There is an urgent need for social transformation informed by the tenets of disability justice (DJ). This project maps the development and impact of DJ in Canada over the past 20 years, documenting its historical unfolding, analyzing its proliferation, and examining novel forms of resisting ableist social relations. Project findings will inform disability studies and social movement scholarly literature, challenge ableism within social movement organizing, and preserve the knowledge and contributions of disabled people.

Liam O’Brien

Department of Civil and Environmental Engineering

Project: Scope 3 Greenhouse Gas Emissions at Carleton University – Quantification and Policy Implications

Greenhouse gas emissions from employee commutes to work can rival building emissions, yet are often excluded from organizations’ reporting because of traditional boundaries. With increased rates of teleworking, organizations now have significant control over employee commutes. This research will use Carleton as a case study and aims to quantitatively assess student and employee commutes. We will investigate the policy implications of including emissions from commutes in Carleton’s total emissions, as well as those from other organizations more broadly.

Carlos Rossa

Department of Systems and Computer Engineering

Project: Development of a cyber-physical simulator for pediatric laparoscopic surgery training  

Laparoscopic surgery (LS) involves the use of narrow instruments inserted into the abdomen through small incisions. Especially in children, LS requires a high degree of dexterity and technical skills. In collaboration with CHEO and SickKids, this project will develop a cyber-physical simulator to help medical professionals and trainees acquire and develop pediatric surgical techniques. More efficient LS training will reduce error rates and lower major complications and mortality in children who undergo the procedure.

Stephan Schott

School of Public Policy and Administration

Project: Stakeholder and Rightsholder Engagement and Decision-making for Forestry Resources and Stewardship

This research will address important topics that are all related to forestry management and stewardship with the objectives of advancing Indigenous self-governance and effective coordination between multiple levels of government, rightsholders, and stakeholders.

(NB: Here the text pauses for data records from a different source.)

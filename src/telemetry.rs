use std::{collections::VecDeque, ops::RangeInclusive, sync::Arc};

use chrono::Utc;
use tokio::sync::RwLock;
use tracing::{info, warn};

use crate::{error::ValidationError, models::SensorReading};

/// Maximum number of readings retained.
pub const HISTORY_CAPACITY: usize = 100;

/// Plausible physical range (°C) a reading must fall within to be stored.
pub const TEMPERATURE_RANGE: RangeInclusive<f64> = -20.0..=60.0;

/// In-memory, fixed-capacity history of sensor readings in arrival order.
///
/// Wrapped in `Arc` so it can be cheaply cloned and shared across tasks.
/// Once full, each append evicts the oldest reading.
#[derive(Clone)]
pub struct TelemetryHistory {
    inner: Arc<RwLock<VecDeque<SensorReading>>>,
}

impl Default for TelemetryHistory {
    fn default() -> Self {
        Self {
            inner: Arc::new(RwLock::new(VecDeque::with_capacity(HISTORY_CAPACITY + 1))),
        }
    }
}

impl TelemetryHistory {
    pub fn new() -> Self {
        Self::default()
    }

    /// Validate, timestamp and store a reading. Returns the stored reading.
    pub async fn append(
        &self,
        temperature: f64,
        presence: bool,
    ) -> Result<SensorReading, ValidationError> {
        if !TEMPERATURE_RANGE.contains(&temperature) {
            warn!(temperature, "Invalid temperature reading");
            return Err(ValidationError::TemperatureOutOfRange(temperature));
        }

        let reading = SensorReading {
            temperature,
            presence,
            recorded_at: Utc::now(),
        };

        let mut readings = self.inner.write().await;
        readings.push_back(reading.clone());
        if readings.len() > HISTORY_CAPACITY {
            readings.pop_front();
        }
        drop(readings);

        info!(
            temperature = reading.temperature,
            presence = reading.presence,
            recorded_at = %reading.recorded_at,
            "Stored sensor reading"
        );
        Ok(reading)
    }

    /// The most recently appended reading, if any.
    pub async fn latest(&self) -> Option<SensorReading> {
        self.inner.read().await.back().cloned()
    }

    /// The last `n` readings, oldest first. Returns everything stored when
    /// fewer than `n` are available.
    pub async fn recent(&self, n: usize) -> Vec<SensorReading> {
        let readings = self.inner.read().await;
        let skip = readings.len().saturating_sub(n);
        readings.iter().skip(skip).cloned().collect()
    }

    pub async fn len(&self) -> usize {
        self.inner.read().await.len()
    }

    pub async fn is_empty(&self) -> bool {
        self.inner.read().await.is_empty()
    }
}

#[cfg(test)]
mod tests {
    use super::*;

    #[tokio::test]
    async fn empty_history_returns_nothing() {
        let history = TelemetryHistory::new();
        assert!(history.latest().await.is_none());
        assert!(history.recent(10).await.is_empty());
        assert!(history.is_empty().await);
    }

    #[tokio::test]
    async fn append_assigns_server_timestamp() {
        let history = TelemetryHistory::new();
        let before = Utc::now();

        let stored = history.append(22.5, true).await.unwrap();

        assert_eq!(stored.temperature, 22.5);
        assert!(stored.presence);
        assert!(stored.recorded_at >= before && stored.recorded_at <= Utc::now());
        assert_eq!(history.latest().await, Some(stored));
    }

    #[tokio::test]
    async fn latest_is_last_appended() {
        let history = TelemetryHistory::new();
        history.append(20.0, false).await.unwrap();
        history.append(21.0, true).await.unwrap();

        let latest = history.latest().await.unwrap();
        assert_eq!(latest.temperature, 21.0);
        assert!(latest.presence);
    }

    #[tokio::test]
    async fn out_of_range_temperature_is_rejected() {
        let history = TelemetryHistory::new();

        assert_eq!(
            history.append(61.0, true).await,
            Err(ValidationError::TemperatureOutOfRange(61.0))
        );
        assert!(history.append(-20.1, true).await.is_err());
        assert!(history.append(f64::NAN, true).await.is_err());
        assert!(history.is_empty().await);
    }

    #[tokio::test]
    async fn range_bounds_are_inclusive() {
        let history = TelemetryHistory::new();
        history.append(-20.0, false).await.unwrap();
        history.append(60.0, false).await.unwrap();
        history.append(59.9, false).await.unwrap();
        assert_eq!(history.len().await, 3);
    }

    #[tokio::test]
    async fn recent_returns_tail_oldest_first() {
        let history = TelemetryHistory::new();
        for t in [10.0, 11.0, 12.0, 13.0] {
            history.append(t, true).await.unwrap();
        }

        let temps: Vec<f64> = history.recent(2).await.iter().map(|r| r.temperature).collect();
        assert_eq!(temps, vec![12.0, 13.0]);
    }

    #[tokio::test]
    async fn recent_more_than_available_returns_all() {
        let history = TelemetryHistory::new();
        history.append(10.0, true).await.unwrap();
        history.append(11.0, true).await.unwrap();

        assert_eq!(history.recent(100).await.len(), 2);
    }

    #[tokio::test]
    async fn capacity_is_bounded_with_fifo_eviction() {
        let history = TelemetryHistory::new();
        for i in 0..150_i32 {
            // Keep within the accepted range.
            history.append(f64::from(i % 60), i % 2 == 0).await.unwrap();
        }

        assert_eq!(history.len().await, HISTORY_CAPACITY);

        let recent = history.recent(100).await;
        assert_eq!(recent.len(), 100);
        let expected: Vec<f64> = (50..150_i32).map(|i| f64::from(i % 60)).collect();
        let got: Vec<f64> = recent.iter().map(|r| r.temperature).collect();
        assert_eq!(got, expected);
        assert!(recent
            .windows(2)
            .all(|w| w[0].recorded_at <= w[1].recorded_at));
    }

    #[tokio::test]
    async fn clone_shares_state() {
        let history = TelemetryHistory::new();
        let clone = history.clone();

        history.append(30.0, true).await.unwrap();

        assert_eq!(clone.latest().await.unwrap().temperature, 30.0);
    }
}
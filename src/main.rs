use std::sync::Arc;

use anyhow::Result;
use tokio::{net::TcpListener, signal};
use tower_http::trace::TraceLayer;
use tracing::info;
use tracing_subscriber::{fmt, prelude::*, EnvFilter};

use smart_hub_service::{
    api,
    config::Config,
    settings::{window::WindowResolver, SettingsStore},
    state::AppState,
    sunset::SunriseSunsetClient,
    telemetry::TelemetryHistory,
};

#[tokio::main]
async fn main() -> Result<()> {
    // Load .env (absent file is fine; env vars may be set externally)
    let _ = dotenvy::dotenv();

    tracing_subscriber::registry()
        .with(fmt::layer())
        .with(EnvFilter::try_from_default_env().unwrap_or_else(|_| EnvFilter::new("info")))
        .init();

    let config = Config::from_env()?;

    let sunset = SunriseSunsetClient::new(config.sunset_api_url.clone(), config.sunset_timeout)?;
    let resolver = WindowResolver::new(Arc::new(sunset), config.sunset_coords);
    let state = AppState::new(SettingsStore::new(resolver), TelemetryHistory::new());

    let settings = state.settings.current().await;
    info!(
        temperature_threshold = settings.temperature_threshold,
        light_on = %settings.light_on,
        light_off = %settings.light_off,
        "Starting with default settings"
    );

    let app = api::router(state)
        .layer(api::cors_layer(&config.cors_origins)?)
        .layer(TraceLayer::new_for_http());

    let addr = format!("{}:{}", config.server_host, config.server_port);
    let listener = TcpListener::bind(&addr).await?;
    info!(addr = %addr, origins = ?config.cors_origins, "HTTP server listening");

    axum::serve(listener, app)
        .with_graceful_shutdown(shutdown_signal())
        .await?;

    Ok(())
}

async fn shutdown_signal() {
    let ctrl_c = async {
        signal::ctrl_c().await.expect("failed to install Ctrl+C handler");
    };

    #[cfg(unix)]
    let terminate = async {
        signal::unix::signal(signal::unix::SignalKind::terminate())
            .expect("failed to install SIGTERM handler")
            .recv()
            .await;
    };

    #[cfg(not(unix))]
    let terminate = std::future::pending::<()>();

    tokio::select! {
        _ = ctrl_c => {},
        _ = terminate => {},
    }

    info!("Shutdown signal received");
}
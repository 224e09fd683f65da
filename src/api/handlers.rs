use axum::{
    extract::{
        rejection::{JsonRejection, QueryRejection},
        Query, State,
    },
    Json,
};
use chrono::Utc;
use serde::Deserialize;
use tracing::{info, warn};
use utoipa::OpenApi;

use super::{
    dto::{
        ControlDto, DebugDto, SensorDataRequest, SensorReadingDto, SettingsDto, SettingsRequest,
        StatusMessage,
    },
    errors::AppError,
};
use crate::{control, error::ValidationError, state::AppState, telemetry::HISTORY_CAPACITY};

/// Number of readings `GET /graph` returns when `size` is omitted.
pub const DEFAULT_GRAPH_SIZE: usize = 10;

// ---------------------------------------------------------------------------
// Query parameters
// ---------------------------------------------------------------------------

#[derive(Debug, Deserialize)]
pub struct GraphParams {
    pub size: Option<usize>,
}

// ---------------------------------------------------------------------------
// Handlers
// ---------------------------------------------------------------------------

/// Liveness message.
#[utoipa::path(
    get,
    path = "/",
    responses(
        (status = 200, description = "Service is running", body = StatusMessage),
    ),
    tag = "system"
)]
pub async fn root() -> Json<StatusMessage> {
    Json(StatusMessage::new("Smart Hub API is running", "healthy"))
}

/// Return the current settings snapshot.
#[utoipa::path(
    get,
    path = "/settings",
    responses(
        (status = 200, description = "Current settings", body = SettingsDto),
    ),
    tag = "settings"
)]
pub async fn get_settings(State(state): State<AppState>) -> Json<SettingsDto> {
    info!("Returning current settings");
    Json(state.settings.current().await.into())
}

/// Replace the settings. `user_light` may be `"sunset"`, in which case the
/// on-time is looked up (falling back to 18:00:00 if the lookup fails).
#[utoipa::path(
    put,
    path = "/settings",
    request_body = SettingsRequest,
    responses(
        (status = 200, description = "Settings applied", body = SettingsDto),
        (status = 400, description = "Invalid time or duration format"),
        (status = 422, description = "Body does not match the request schema"),
    ),
    tag = "settings"
)]
pub async fn update_settings(
    State(state): State<AppState>,
    payload: Result<Json<SettingsRequest>, JsonRejection>,
) -> Result<Json<SettingsDto>, AppError> {
    let Json(req) = payload?;
    info!(
        user_temp = req.user_temp,
        user_light = %req.user_light,
        light_duration = %req.light_duration,
        "Received settings update"
    );

    let user_light = req.user_light.clone();
    let light_duration = req.light_duration.clone();

    let snapshot = state.settings.update(req.into()).await.map_err(|e| {
        warn!(
            user_light = %user_light,
            light_duration = %light_duration,
            error = %e,
            "Rejected settings update"
        );
        e
    })?;

    Ok(Json(snapshot.into()))
}

/// Ingest one sensor reading. The timestamp is assigned by the server.
#[utoipa::path(
    post,
    path = "/sensor-data",
    request_body = SensorDataRequest,
    responses(
        (status = 200, description = "Reading stored", body = StatusMessage),
        (status = 400, description = "Temperature outside [-20, 60]"),
        (status = 422, description = "Body does not match the request schema"),
    ),
    tag = "sensors"
)]
pub async fn receive_sensor_data(
    State(state): State<AppState>,
    payload: Result<Json<SensorDataRequest>, JsonRejection>,
) -> Result<Json<StatusMessage>, AppError> {
    let Json(req) = payload?;
    state.history.append(req.temperature, req.presence).await?;
    Ok(Json(StatusMessage::new("Data received", "success")))
}

/// The most recent readings, oldest first.
#[utoipa::path(
    get,
    path = "/graph",
    params(
        ("size" = Option<usize>, Query, description = "Number of readings, 1..=100 (default 10)"),
    ),
    responses(
        (status = 200, description = "Recent readings", body = Vec<SensorReadingDto>),
        (status = 400, description = "size out of range or not a number"),
    ),
    tag = "sensors"
)]
pub async fn get_graph_data(
    State(state): State<AppState>,
    params: Result<Query<GraphParams>, QueryRejection>,
) -> Result<Json<Vec<SensorReadingDto>>, AppError> {
    let Query(params) = params?;
    let size = params.size.unwrap_or(DEFAULT_GRAPH_SIZE);
    if !(1..=HISTORY_CAPACITY).contains(&size) {
        return Err(ValidationError::InvalidGraphSize(size).into());
    }

    info!(size, "Requested graph data");
    let readings = state.history.recent(size).await;
    Ok(Json(readings.into_iter().map(Into::into).collect()))
}

/// Fan and light commands derived from the settings and the latest reading.
/// Always succeeds; both are off while no reading has been received.
#[utoipa::path(
    get,
    path = "/control",
    responses(
        (status = 200, description = "Actuator commands", body = ControlDto),
    ),
    tag = "control"
)]
pub async fn get_control_commands(State(state): State<AppState>) -> Json<ControlDto> {
    let settings = state.settings.current().await;
    let latest = state.history.latest().await;

    let command = control::evaluate(&settings, latest.as_ref(), Utc::now());
    Json(command.into())
}

/// Full system state for debugging.
#[utoipa::path(
    get,
    path = "/debug",
    responses(
        (status = 200, description = "System state", body = DebugDto),
    ),
    tag = "system"
)]
pub async fn debug_info(State(state): State<AppState>) -> Json<DebugDto> {
    Json(DebugDto {
        settings: state.settings.current().await.into(),
        latest_sensor: state.history.latest().await.map(Into::into),
        sensor_count: state.history.len().await,
        server_time: Utc::now(),
        system_status: "operational".to_owned(),
    })
}

// ---------------------------------------------------------------------------
// OpenAPI spec
// ---------------------------------------------------------------------------

#[derive(OpenApi)]
#[openapi(
    paths(
        root,
        get_settings,
        update_settings,
        receive_sensor_data,
        get_graph_data,
        get_control_commands,
        debug_info
    ),
    components(schemas(
        SettingsRequest,
        SettingsDto,
        SensorDataRequest,
        SensorReadingDto,
        ControlDto,
        StatusMessage,
        DebugDto
    )),
    tags(
        (name = "settings", description = "Desired-state settings"),
        (name = "sensors",  description = "Sensor telemetry"),
        (name = "control",  description = "Actuator commands"),
        (name = "system",   description = "System endpoints"),
    ),
    info(
        title = "Smart Hub API",
        version = "0.1.0",
        description = "Settings, telemetry and fan/light control for a single smart-hub device"
    )
)]
pub struct ApiDoc;

// ---------------------------------------------------------------------------
// Tests
// ---------------------------------------------------------------------------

We anticipate that it will contribute to more transparent decision-making, more adaptive forestry management, and more inclusive governance with a wider variety of objectives taken into consideration when choosing management and policy options.

Erin Tolley

Department of Political Science

Project: Black Canadians in Electoral Politics

There are nearly 1.5 million Black Canadians in Canada, but we know very little about their political presence because research tends to rely on aggregate categories like “visible minority.” In collaboration with Operation Black Vote Canada, this multi-method project is the first comprehensive study of the experiences of Black Canadians in electoral politics. Our research will identify factors that promote and impede political engagement, and will make recommendations to increase political inclusion in Canada.